In applicazione del principio stabilito dalle Sezioni Unite e’ stato gia’ da tempo chiarito che la cancellazione della societa’ dal registro delle imprese priva la stessa, a partire dal momento in cui si verifica l’estinzione della societa’ cancellata, della capacita’ di stare in giudizio: tuttavia, ove l’evento estintivo non sia stato dichiarato ne’ notificato dal procuratore della societa’ medesima, ai sensi dell’articolo 300 c.p.c., per il principio dell’ultrattivita’ del mandato, il suddetto difensore continua a rappresentare la parte come se l’evento non si fosse verificato, sicche’ e’ ritualmente proposta l’impugnazione notificata alla (pur estinta) societa’, presso il difensore costituito nei gradi di merito (Cass. 17 dicembre 2014, n. 26495; per l’applicazione del principio al caso della cancellazione della societa’ v. p. es. pure Cass. 23 novembre 2018, n. 30341).
Nel caso in esame, e’ opportuno aggiungere, la cancellazione si e’ verificata non nel corso del giudizio di primo grado, bensi’ in pendenza del termine per l’impugnazione: tra l’altro in un frangente alquanto peculiare, di cui la Corte d’appello non ha tenuto per nulla conto, dal momento che la societa’ e’ stata cancellata dal registro delle imprese in data 14 gennaio 2013, successivamente alla sentenza del Tribunale di Cassino, pubblicata il 19 ottobre 2012, sentenza che poi il difensore di (OMISSIS) S.r.l. in liquidazione ha notificato a (OMISSIS) S.p.A., ai sensi e per gli effetti dell’articolo 285 c.p.c., e cioe’ per far decorrere il termine “breve”, in data 28 marzo 2013, ossia dopo che la cancellazione aveva avuto luogo.
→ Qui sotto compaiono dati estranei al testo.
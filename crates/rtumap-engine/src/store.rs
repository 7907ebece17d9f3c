//! Record Store Sync: the in-memory copy of backend records, kept in step
//! with the [`MarkerRegistry`].
//!
//! Every mutating method talks to the backend first and only touches local
//! state once the backend call has succeeded. Local state and markers are
//! then updated together without a suspension point in between, so callers
//! never observe the store and the marker set disagreeing.

use std::collections::BTreeSet;
use std::sync::{Arc, Mutex, MutexGuard, PoisonError};

use futures::stream::{self, StreamExt};
use rtumap_backend::{PersistenceError, SaveUploadForm};
use rtumap_core::{LocationRecord, RecordId};

use crate::markers::MarkerRegistry;
use crate::services::{Geocoder, RecordBackend};

/// In-flight forward-geocode requests allowed while repairing records.
pub const DEFAULT_REPAIR_CONCURRENCY: usize = 4;

#[derive(Default)]
struct StoreState {
    /// Located records, in backend order.
    records: Vec<LocationRecord>,
    /// Records that could not be placed on the map.
    unlocated: Vec<LocationRecord>,
}

pub struct RecordStoreSync {
    backend: Arc<dyn RecordBackend>,
    geocoder: Arc<dyn Geocoder>,
    registry: Arc<MarkerRegistry>,
    repair_concurrency: usize,
    state: Mutex<StoreState>,
}

impl RecordStoreSync {
    pub fn new(
        backend: Arc<dyn RecordBackend>,
        geocoder: Arc<dyn Geocoder>,
        registry: Arc<MarkerRegistry>,
    ) -> Self {
        Self {
            backend,
            geocoder,
            registry,
            repair_concurrency: DEFAULT_REPAIR_CONCURRENCY,
            state: Mutex::new(StoreState::default()),
        }
    }

    /// Caps concurrent address repairs during [`RecordStoreSync::refresh`].
    /// Zero is treated as one.
    #[must_use]
    pub fn with_repair_concurrency(mut self, max_concurrent: usize) -> Self {
        self.repair_concurrency = max_concurrent.max(1);
        self
    }

    fn lock(&self) -> MutexGuard<'_, StoreState> {
        self.state.lock().unwrap_or_else(PoisonError::into_inner)
    }

    /// Persists a draft record and shows its marker.
    ///
    /// The backend does not echo coordinates back, so the draft's are kept.
    ///
    /// # Errors
    ///
    /// Returns the backend's [`PersistenceError`]; local state and markers
    /// are left unchanged.
    pub async fn create(&self, record: LocationRecord) -> Result<LocationRecord, PersistenceError> {
        let form = SaveUploadForm::from_record(&record);
        let mut saved = self.backend.save(&form).await?;
        if saved.coordinates.is_none() {
            saved.coordinates = record.coordinates;
        }
        if saved.address.trim().is_empty() {
            saved.address = record.address;
        }

        let mut state = self.lock();
        if saved.is_persisted() {
            upsert_record(&mut state.records, saved.clone());
            self.registry.upsert(&saved);
        } else {
            tracing::warn!(id = ?saved.id, "saved record has no location; keeping it off the map");
            state.unlocated.push(saved.clone());
        }
        tracing::info!(
            id = ?saved.id,
            rtu_count = saved.rtu_count,
            lead_score = %saved.lead_score,
            "record persisted"
        );
        Ok(saved)
    }

    /// Deletes a record on the backend, then drops it locally.
    ///
    /// Ids without a marker or without a local copy are tolerated.
    ///
    /// # Errors
    ///
    /// Returns the backend's [`PersistenceError`] (including
    /// [`PersistenceError::NotFound`]); local state is left unchanged.
    pub async fn delete(&self, id: RecordId) -> Result<(), PersistenceError> {
        self.backend.delete(id).await?;

        let mut state = self.lock();
        state.records.retain(|r| r.id != Some(id));
        state.unlocated.retain(|r| r.id != Some(id));
        self.registry.remove(id);
        tracing::info!(%id, "record deleted");
        Ok(())
    }

    /// Reloads every record from the backend and resynchronizes markers.
    ///
    /// Records without coordinates are forward-geocoded by address, at most
    /// `repair_concurrency` at a time and in backend order. Repair is
    /// best-effort: failures are logged, and records that stay unlocated are
    /// kept out of the returned list and reported by
    /// [`RecordStoreSync::unlocated`].
    ///
    /// # Errors
    ///
    /// Returns the backend's [`PersistenceError`] if the listing fails;
    /// local state is left unchanged.
    pub async fn refresh(&self) -> Result<Vec<LocationRecord>, PersistenceError> {
        let fetched = self.backend.list().await?;
        let repaired: Vec<LocationRecord> = stream::iter(fetched)
            .map(|record| self.repair(record))
            .buffered(self.repair_concurrency)
            .collect()
            .await;

        let (located, unlocated): (Vec<_>, Vec<_>) =
            repaired.into_iter().partition(LocationRecord::is_persisted);
        if !unlocated.is_empty() {
            tracing::warn!(count = unlocated.len(), "records left off the map without a location");
        }

        let mut state = self.lock();
        self.registry.sync(&located);
        state.records.clone_from(&located);
        state.unlocated = unlocated;
        tracing::debug!(count = located.len(), "records refreshed");
        Ok(located)
    }

    async fn repair(&self, mut record: LocationRecord) -> LocationRecord {
        if record.coordinates.is_some() || record.address.trim().is_empty() {
            return record;
        }
        match self.geocoder.forward(&record.address).await {
            Ok(Some(place)) => record.coordinates = place.location,
            Ok(None) => {
                tracing::warn!(id = ?record.id, address = %record.address, "no geocoding match for record address");
            }
            Err(e) => {
                tracing::warn!(id = ?record.id, address = %record.address, error = %e, "address repair failed");
            }
        }
        record
    }

    /// Approves a record on the backend and refreshes its local copy and
    /// marker. Returns the updated record when it is held locally.
    ///
    /// # Errors
    ///
    /// Returns the backend's [`PersistenceError`]; local state is left
    /// unchanged.
    pub async fn approve(&self, id: RecordId) -> Result<Option<LocationRecord>, PersistenceError> {
        let response = self.backend.approve(id).await?;

        let mut state = self.lock();
        let Some(record) = state.records.iter_mut().find(|r| r.id == Some(id)) else {
            return Ok(None);
        };
        record.approved = response.approved;
        if response.approved {
            record.status = "approved".to_string();
        }
        let updated = record.clone();
        self.registry.upsert(&updated);
        tracing::info!(%id, "record approved");
        Ok(Some(updated))
    }

    #[must_use]
    pub fn get(&self, id: RecordId) -> Option<LocationRecord> {
        self.lock().records.iter().find(|r| r.id == Some(id)).cloned()
    }

    /// Located records, in backend order.
    #[must_use]
    pub fn records(&self) -> Vec<LocationRecord> {
        self.lock().records.clone()
    }

    #[must_use]
    pub fn unlocated(&self) -> Vec<LocationRecord> {
        self.lock().unlocated.clone()
    }

    #[must_use]
    pub fn ids(&self) -> BTreeSet<RecordId> {
        self.lock().records.iter().filter_map(|r| r.id).collect()
    }

    #[must_use]
    pub fn registry(&self) -> &Arc<MarkerRegistry> {
        &self.registry
    }
}

/// Replaces the record with the same id, or appends it.
fn upsert_record(records: &mut Vec<LocationRecord>, record: LocationRecord) {
    match records.iter_mut().find(|r| r.id == record.id) {
        Some(existing) => *existing = record,
        None => records.push(record),
    }
}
Sicche’ l’appellante ha in definitiva notificato l’atto d’appello proprio al difensore che ad essa aveva notificato la sentenza.
Cio’ detto, non v’e’ dubbio che l’impugnante, nel quadro di applicazione del principio di ultrattivita’ del mandato, possa indirizzare la propria impugnazione al procuratore di parte costituita nel grado precedente, pur quando l’evento interruttivo siasi verificato, non solo prima, ma anche dopo la pubblicazione della sentenza (eventualmente con le ricadute sul corso dei termini previste dall’articolo 328 c.p.c.: su cui v. Cass., Sez. Un., 24 maggio 2019, n. 14266), senza emergere formalmente e nei modi previsti dall’articolo 300 c.p.c. nell’ambito del processo (fatti salvi casi particolari qui non rilevanti, quale quello p. es. dell’automatica interruzione di cui all’articolo 43 L. Fall.).
Va da se’ che (OMISSIS) S.p.A. aveva del tutto ritualmente provveduto, contrariamente a quanto ritenuto dalla corte d’appello, alla notifica dell’atto d’appello nei confronti del difensore della societa’ cancellata, la cui cancellazione non era stata fatta constare ai sensi del cit. articolo 300 c.p.c..
4.2. – Il secondo motivo e’ assorbito.
5. – La sentenza e’ cassata e rinviata alla Corte d’appello di Roma in diversa composizione, che si atterra’ a quanto dianzi indicato e provvedera’ anche sulle spese di questo giudizio di legittimita’.

P.Q.M.

accoglie il primo motivo, assorbito il secondo, cassa la sentenza impugnata in relazione al motivo accolto e rinvia anche per le spese alla Corte d’appello di Roma in diversa composizione.

 

In caso di diffusione omettere le generalità e gli altri dati identificativi dei soggetti interessati nei termini indicati.